3D printed towers for 200m tall wind turbines

By Andy Brown18 June 2020


A 3D printed concrete base could allow for wind turbines of up to 200m high

It has been announced that GE Renewable Energy, COBOD and LafargeHolcim will partner to co-develop wind turbines of heights of up to 200m with optimised 3D printed concrete in the towers.

The three partners will undertake a multi-year collaboration to develop this solution, which they say will increase renewable energy production, lower the cost of energy and optimise construction costs.

Traditionally built in steel or precast concrete, wind turbine towers have typically been limited to a height of under 100m, as the width of the base portion of the tower cannot exceed the 4.5m diameter that can be transported by road, without excessive additional costs.

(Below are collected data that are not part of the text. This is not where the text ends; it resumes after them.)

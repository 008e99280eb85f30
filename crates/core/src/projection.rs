//! Derived views over a snapshot.
//!
//! Everything here is a pure function of its arguments: no I/O, no caching,
//! no mutation of the input. Views are recomputed whenever a new snapshot is
//! published.

use std::collections::BTreeMap;
use std::str::FromStr;

use serde::{Deserialize, Serialize};

use crate::flag::{FlagCategory, FlagRecord};
use crate::snapshot::CacheSnapshot;
use crate::CoreError;

#[derive(Debug, Clone, Copy, PartialEq, Eq, Serialize, Deserialize)]
#[serde(rename_all = "lowercase")]
pub enum FlagStatus {
    Enabled,
    Disabled,
}

impl FlagStatus {
    pub fn parse(s: &str) -> Result<Self, CoreError> {
        match s {
            "enabled" => Ok(Self::Enabled),
            "disabled" => Ok(Self::Disabled),
            _ => Err(CoreError::UnknownStatus(s.to_string())),
        }
    }

    fn matches(&self, enabled: bool) -> bool {
        match self {
            Self::Enabled => enabled,
            Self::Disabled => !enabled,
        }
    }
}

impl FromStr for FlagStatus {
    type Err = CoreError;

    fn from_str(s: &str) -> Result<Self, Self::Err> {
        Self::parse(s)
    }
}

/// Filter criteria. `None` on a dimension matches everything.
#[derive(Debug, Clone, Default, PartialEq, Eq)]
pub struct FlagFilter {
    pub search: Option<String>,
    pub category: Option<FlagCategory>,
    pub status: Option<FlagStatus>,
}

impl FlagFilter {
    pub fn search(mut self, term: &str) -> Self {
        self.search = Some(term.to_string());
        self
    }

    pub fn category(mut self, category: FlagCategory) -> Self {
        self.category = Some(category);
        self
    }

    pub fn status(mut self, status: FlagStatus) -> Self {
        self.status = Some(status);
        self
    }

    /// Build a filter from raw UI parameters, where an empty string or
    /// `"all"` means "no constraint".
    pub fn from_params(search: &str, category: &str, status: &str) -> Result<Self, CoreError> {
        let category = match category {
            "" | "all" => None,
            other => Some(FlagCategory::parse(other)?),
        };
        let status = match status {
            "" | "all" => None,
            other => Some(FlagStatus::parse(other)?),
        };
        let search = (!search.is_empty()).then(|| search.to_string());
        Ok(Self {
            search,
            category,
            status,
        })
    }

    pub fn matches(&self, record: &FlagRecord) -> bool {
        if let Some(category) = self.category
            && record.category != category
        {
            return false;
        }
        if let Some(status) = self.status
            && !status.matches(record.enabled)
        {
            return false;
        }
        match self.search.as_deref() {
            None | Some("") => true,
            Some(term) => {
                let needle = term.to_lowercase();
                record.name.to_lowercase().contains(&needle)
                    || record.key.to_lowercase().contains(&needle)
                    || record.description.to_lowercase().contains(&needle)
            }
        }
    }
}

/// Records matching `criteria`, in snapshot order.
pub fn filter<'a>(snapshot: &'a CacheSnapshot, criteria: &FlagFilter) -> Vec<&'a FlagRecord> {
    snapshot
        .records()
        .iter()
        .filter(|r| criteria.matches(r))
        .collect()
}

#[derive(Debug, Clone, Copy, Default, PartialEq, Eq, Serialize)]
pub struct CategoryStats {
    pub total: usize,
    pub enabled: usize,
}

#[derive(Debug, Clone, PartialEq, Eq, Serialize)]
#[serde(rename_all = "camelCase")]
pub struct FlagStats {
    pub total: usize,
    pub enabled: usize,
    pub disabled: usize,
    /// Every category appears, including empty ones.
    pub by_category: BTreeMap<FlagCategory, CategoryStats>,
}

pub fn stats(snapshot: &CacheSnapshot) -> FlagStats {
    let mut by_category: BTreeMap<FlagCategory, CategoryStats> = FlagCategory::ALL
        .iter()
        .map(|c| (*c, CategoryStats::default()))
        .collect();
    let mut enabled = 0;

    for record in snapshot.records() {
        let entry = by_category.entry(record.category).or_default();
        entry.total += 1;
        if record.enabled {
            entry.enabled += 1;
            enabled += 1;
        }
    }

    FlagStats {
        total: snapshot.len(),
        enabled,
        disabled: snapshot.len() - enabled,
        by_category,
    }
}

/// Non-empty category groups in `FlagCategory::ALL` order; records keep
/// snapshot order within a group.
pub fn group_by_category(snapshot: &CacheSnapshot) -> Vec<(FlagCategory, Vec<&FlagRecord>)> {
    FlagCategory::ALL
        .iter()
        .filter_map(|category| {
            let members: Vec<&FlagRecord> = snapshot
                .records()
                .iter()
                .filter(|r| r.category == *category)
                .collect();
            (!members.is_empty()).then_some((*category, members))
        })
        .collect()
}
use std::time::Duration;

use serde::Deserialize;

use crate::error::EngineError;
use crate::retry::RetryPolicy;

/// What to do when a flag is mutated while a mutation for the same key is
/// still in flight.
#[derive(Debug, Clone, Copy, PartialEq, Eq, Default, Deserialize)]
#[serde(rename_all = "lowercase")]
pub enum SameKeyPolicy {
    /// Fail fast with `MutationInFlight`.
    #[default]
    Reject,
    /// Wait for the in-flight mutation, then derive the new value from the
    /// settled snapshot.
    Queue,
}

#[derive(Debug, Clone, Copy, PartialEq, Eq, Default, Deserialize)]
#[serde(rename_all = "lowercase")]
pub enum TransportKind {
    /// In-process publish/subscribe channel.
    #[default]
    Channel,
    /// Shared persistent key with a change feed.
    Storage,
}

#[derive(Debug, Clone, PartialEq, Eq, Deserialize)]
#[serde(default)]
pub struct EngineConfig {
    pub stale_after_ms: u64,
    pub gc_after_ms: u64,
    pub retry: RetryPolicy,
    pub same_key_policy: SameKeyPolicy,
    pub transport: TransportKind,
    pub broadcast_clear_after_ms: u64,
    pub broadcast_key: String,
}

impl Default for EngineConfig {
    fn default() -> Self {
        Self {
            stale_after_ms: 30_000,
            gc_after_ms: 300_000,
            retry: RetryPolicy::default(),
            same_key_policy: SameKeyPolicy::default(),
            transport: TransportKind::default(),
            broadcast_clear_after_ms: 100,
            broadcast_key: "feature-flags-update".to_string(),
        }
    }
}

impl EngineConfig {
    /// Parse a JSON object; missing fields take their defaults.
    pub fn from_json(json: &str) -> Result<Self, EngineError> {
        let config: Self = serde_json::from_str(json).map_err(|e| EngineError::Config(e.to_string()))?;
        config.validate()?;
        Ok(config)
    }

    pub fn validate(&self) -> Result<(), EngineError> {
        if self.broadcast_key.is_empty() {
            return Err(EngineError::Config("broadcast_key must not be empty".into()));
        }
        if self.retry.factor == 0 {
            return Err(EngineError::Config("retry.factor must be at least 1".into()));
        }
        if self.gc_after_ms < self.stale_after_ms {
            return Err(EngineError::Config("gc_after_ms must not be shorter than stale_after_ms".into()));
        }
        Ok(())
    }

    pub fn stale_after(&self) -> Duration {
        Duration::from_millis(self.stale_after_ms)
    }

    pub fn gc_after(&self) -> Duration {
        Duration::from_millis(self.gc_after_ms)
    }

    pub fn broadcast_clear_after(&self) -> Duration {
        Duration::from_millis(self.broadcast_clear_after_ms)
    }
}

Printing a variable height tower pedestal directly on-site with 3D printed concrete technology will enable the construction of towers up to 150-200m tall. Typically, a 5 MW turbine at 80m generates (yearly) 15.1 GWh. In comparison, the same turbine at 160m would generate 20.2 GWh.

The partners aim to produce a wind turbine prototype with a printed pedestal, and a production ready printer and materials range to scale up production. The first prototype, a 10m high tower pedestal, was successfully printed in October 2019 in Copenhagen, Denmark.

The collaboration aims to accelerate the access and use of renewable energy worldwide. GE Renewable Energy will provide expertise related to the design, manufacture and commercialisation of wind turbines, COBOD will focus on the robotics automation and 3D printing and LafargeHolcim will design the tailor-made concrete material, its processing and application.

“Concrete 3D printing is a very promising technology for us, as its incredible design flexibility expands the realm of construction possibilities. Being both a user and promoter of clean energy, we are delighted to be putting our material and design expertise to work in this groundbreaking project, enabling cost efficient construction of tall wind turbine towers and accelerating access to renewable energy,” said Edelio Bermejo, head of R&D for LafargeHolcim.

Henrik Lund-Nielsen, founder of COBOD, added, “With our groundbreaking 3D printing technology combined with the competence and resources of our partners, we are convinced that this disruptive move within the wind turbines industry will help drive lower costs and faster execution times, to benefit customers and lower the CO2 footprint from the production of energy.”